Asian Shares Advance As U.K. U-turn On Fiscal Plans Brings Relief

Asian stocks ended broadly higher on Tuesday, although Chinese markets slipped after the country delayed the release of its latest economic growth figures along with other key economic indicators amid the weeklong 20th Communist Party National Congress.

Investors breathed a sigh of relief after Britain’s new finance minister announced a comprehensive retreat on the U.K. government’s tax-and-spending plans on Monday in a bid to calm jittery markets and restore the government’s credibility.

China’s Shanghai Composite Index edged down 0.1 percent to 3,080.96 amid renewed concerns over the zero-COVID policy and a U.S. semiconductor blockade.

BYD jumped 5 percent after the electric vehicle maker said its third-quarter profit may surge up to 365 percent. Hong Kong’s Hang Seng Index rallied 1.8 percent to 16,914.58.

Japanese stocks surged, led by gains among exporters, financials and transport stocks.

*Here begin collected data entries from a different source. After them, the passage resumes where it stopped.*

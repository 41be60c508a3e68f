/// Reference identifies an artifact on a remote registry: `host/repo:tag` or `host/repo@digest`.
/// Repository naming follows the distribution spec:
/// https://github.com/opencontainers/distribution-spec/blob/master/spec.md#overview
/// 1. A repository name is broken up into path components.
/// 2. A component of a repository name MUST begin with one or more lowercase alpha-numeric characters.
/// 3. Subsequent lowercase alpha-numeric characters are OPTIONAL and MAY be separated by periods, dashes or underscores.
/// More strictly, it MUST match the regular expression [a-z0-9]+(?:[._-][a-z0-9]+)*.

// SPDX-License-Identifier: Apache-2.0
use std::fmt;
use lazy_static::lazy_static;
use regex::Regex;

use serde::{Deserialize, Serialize};
use crate::error::error_kind::ErrorKind;
use crate::error::cache::CacheError;
use crate::registry::digest::Digest;

lazy_static! {
    static ref REGEX_COMPONENT: Regex = Regex::new(r"^[a-z0-9]+(?:[._-][a-z0-9]+)*$").unwrap();
    static ref REGEX_TAG: Regex = Regex::new(r"^[A-Za-z0-9_][A-Za-z0-9_.-]{0,127}$").unwrap();
}

const DEFAULT_TAG: &str = "latest";

#[derive(Serialize, Deserialize, Debug, Clone, PartialEq, Eq)]
pub struct Reference {
    // Registry host, optionally with a port
    pub host: String,

    // This is the whole repository name(space) without the host
    pub name: String,

    // The parsed namespace
    #[serde(default)]
    pub components: Vec<String>,

    // The tag, when the reference is not pinned to a digest
    #[serde(default)]
    pub tag: Option<String>,

    // If the reference is a digest then it's also parsed
    #[serde(default)]
    pub digest: Option<Digest>,
}

impl fmt::Display for Reference {
    fn fmt(&self, f: &mut fmt::Formatter) -> fmt::Result {
        match (&self.digest, &self.tag) {
            (Some(digest), _) => write!(f, "{}/{}@{}", self.host, self.name, digest),
            (None, Some(tag)) => write!(f, "{}/{}:{}", self.host, self.name, tag),
            (None, None) => write!(f, "{}/{}:{}", self.host, self.name, DEFAULT_TAG),
        }
    }
}

impl Reference {

    /// Parse a full reference string
    pub fn parse(reference: &str) -> Result<Reference, CacheError> {
        // split off the digest first, it contains a `:` of its own
        let (remainder, digest) = match reference.split_once('@') {
            Some((remainder, digest)) => (remainder, Some(Digest::parse(digest)?)),
            None => (reference, None),
        };

        // the tag is whatever follows the last `:` after the last `/`,
        // a `:` before that belongs to the host port
        let last_slash = remainder.rfind('/').unwrap_or(0);
        let (locator, tag) = match remainder[last_slash..].rfind(':') {
            Some(idx) => {
                let idx = last_slash + idx;
                (&remainder[..idx], Some(remainder[idx + 1..].to_string()))
            }
            None => (remainder, None),
        };

        if let Some(ref tag) = tag {
            if !REGEX_TAG.is_match(tag) {
                return Err(CacheError::new(ErrorKind::NameInvalid)
                    .with_context(format!("invalid reference {}", reference))
                    .with_error(format!("tag is invalid: {}", tag)));
            }
        }

        let Some((host, name)) = locator.split_once('/') else {
            return Err(CacheError::new(ErrorKind::NameInvalid)
                .with_context(format!("invalid reference {}", reference))
                .with_error("reference must be of the form host/repository[:tag|@digest]"));
        };

        if host.is_empty() {
            return Err(CacheError::new(ErrorKind::NameInvalid)
                .with_context(format!("invalid reference {}", reference))
                .with_error("registry host is empty"));
        }

        let components = Reference::parse_name(name)?;

        // a digest pins the content, the tag is then informational only
        let tag = if digest.is_some() { None } else { Some(tag.unwrap_or_else(|| DEFAULT_TAG.to_string())) };

        Ok(Reference {
            host: host.to_string(),
            name: name.to_string(),
            components,
            tag,
            digest,
        })
    }

    /// What the registry API expects in the manifests path: the digest or the tag
    pub fn api_reference(&self) -> String {
        match (&self.digest, &self.tag) {
            (Some(digest), _) => digest.to_string(),
            (None, Some(tag)) => tag.clone(),
            (None, None) => DEFAULT_TAG.to_string(),
        }
    }

    /// Validate the repository name and split it into components
    fn parse_name(name: &str) -> Result<Vec<String>, CacheError> {
        // check that the maximum amount of chars for the name is 255
        if name.len() > 255 {
            return Err(CacheError::new(ErrorKind::NameInvalid).with_error(format!(
                "Repository name max length should be less than 255 chars - we got: {}",
                name.len()
            )));
        }

        // split the repository name into components via the: `/` char
        let components = name
            .split('/')
            .map(String::from)
            .collect::<Vec<String>>();

        // verify now that each component is valid
        for component in &components {
            if !REGEX_COMPONENT.is_match(component) {
                return Err(CacheError::new(ErrorKind::NameInvalid).with_error(format!(
                    "Repository component is invalid: {}",
                    &name
                )));
            }
        }

        Ok(components)
    }
}
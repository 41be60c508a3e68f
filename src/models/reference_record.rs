// SPDX-License-Identifier: Apache-2.0
use chrono::{DateTime, Utc};
use crate::models::types::{BlobSize, MimeType};
use crate::registry::digest::Digest;

/// ReferenceRecord keeps an index between an artifact reference and its root manifest digest
#[derive(Debug, Clone)]
pub struct ReferenceRecord {
    pub reference: String,
    pub digest: Digest,
    pub size: BlobSize,
    pub mime: MimeType,
    pub bound_at: DateTime<Utc>,
}

impl ReferenceRecord {
    pub fn new(reference: String, digest: Digest, size: BlobSize, mime: MimeType, bound_at: DateTime<Utc>) -> ReferenceRecord {
        ReferenceRecord {
            reference,
            digest,
            size,
            mime,
            bound_at
        }
    }
}
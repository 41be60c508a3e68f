// SPDX-License-Identifier: Apache-2.0
use clap::Parser;
use tracing_subscriber::{layer::SubscriberExt, util::SubscriberInitExt};
use crate::cli::{dispatch, Cli};

mod cli;
mod config;
mod db;
mod driver;
mod error;
mod handlers;
mod models;
mod output;
mod query;
mod registry;
mod repository;

#[tokio::main]
async fn main() {

    let cli = Cli::parse();

    // Logging goes to stderr, stdout only carries the command output
    tracing_subscriber::registry()
        .with(
            tracing_subscriber::EnvFilter::try_from_default_env().unwrap_or_else(|_| {
                format!("artifact_cache={}", cli.loglevel).into()
            }),
        )
        .with(tracing_subscriber::fmt::layer().with_writer(std::io::stderr))
        .init();

    let mut stdout = std::io::stdout();
    if let Err(e) = dispatch(cli, &mut stdout).await {
        tracing::debug!("{:?}", e);
        eprintln!("Error: {}", e);
        std::process::exit(1);
    }
}
// SPDX-License-Identifier: Apache-2.0
use std::collections::BTreeMap;

/// Content media type, e.g. application/vnd.oci.image.layer.v1.tar
pub type MimeType = String;

/// Byte length of a blob as recorded in a descriptor
pub type BlobSize = i64;

/// Key unique, order irrelevant string metadata attached to a descriptor
pub type Annotations = BTreeMap<String, String>;

/// Required annotation key/value pairs, empty means match everything
pub type PredicateSet = BTreeMap<String, String>;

The Nikkei 225 Index jumped 1.4 percent to 27,156.14, while the broader Topix closed 1.2 percent higher at 1,901.44.

Toshiba Corp. fell over 1 percent following reports that some global banks have turned cautious over backing large buyouts due to rising borrowing costs in the United States and elsewhere.

Seoul stocks posted strong gains ahead of quarterly earnings from major companies, including Hyundai Motor, this week. The Kospi gained 1.4 percent to finish at 2,249.95. Hyundai Motor shares rose 0.6 percent, while SK Telecom added 2.5 percent and Korea Gas Corp surged 4 percent.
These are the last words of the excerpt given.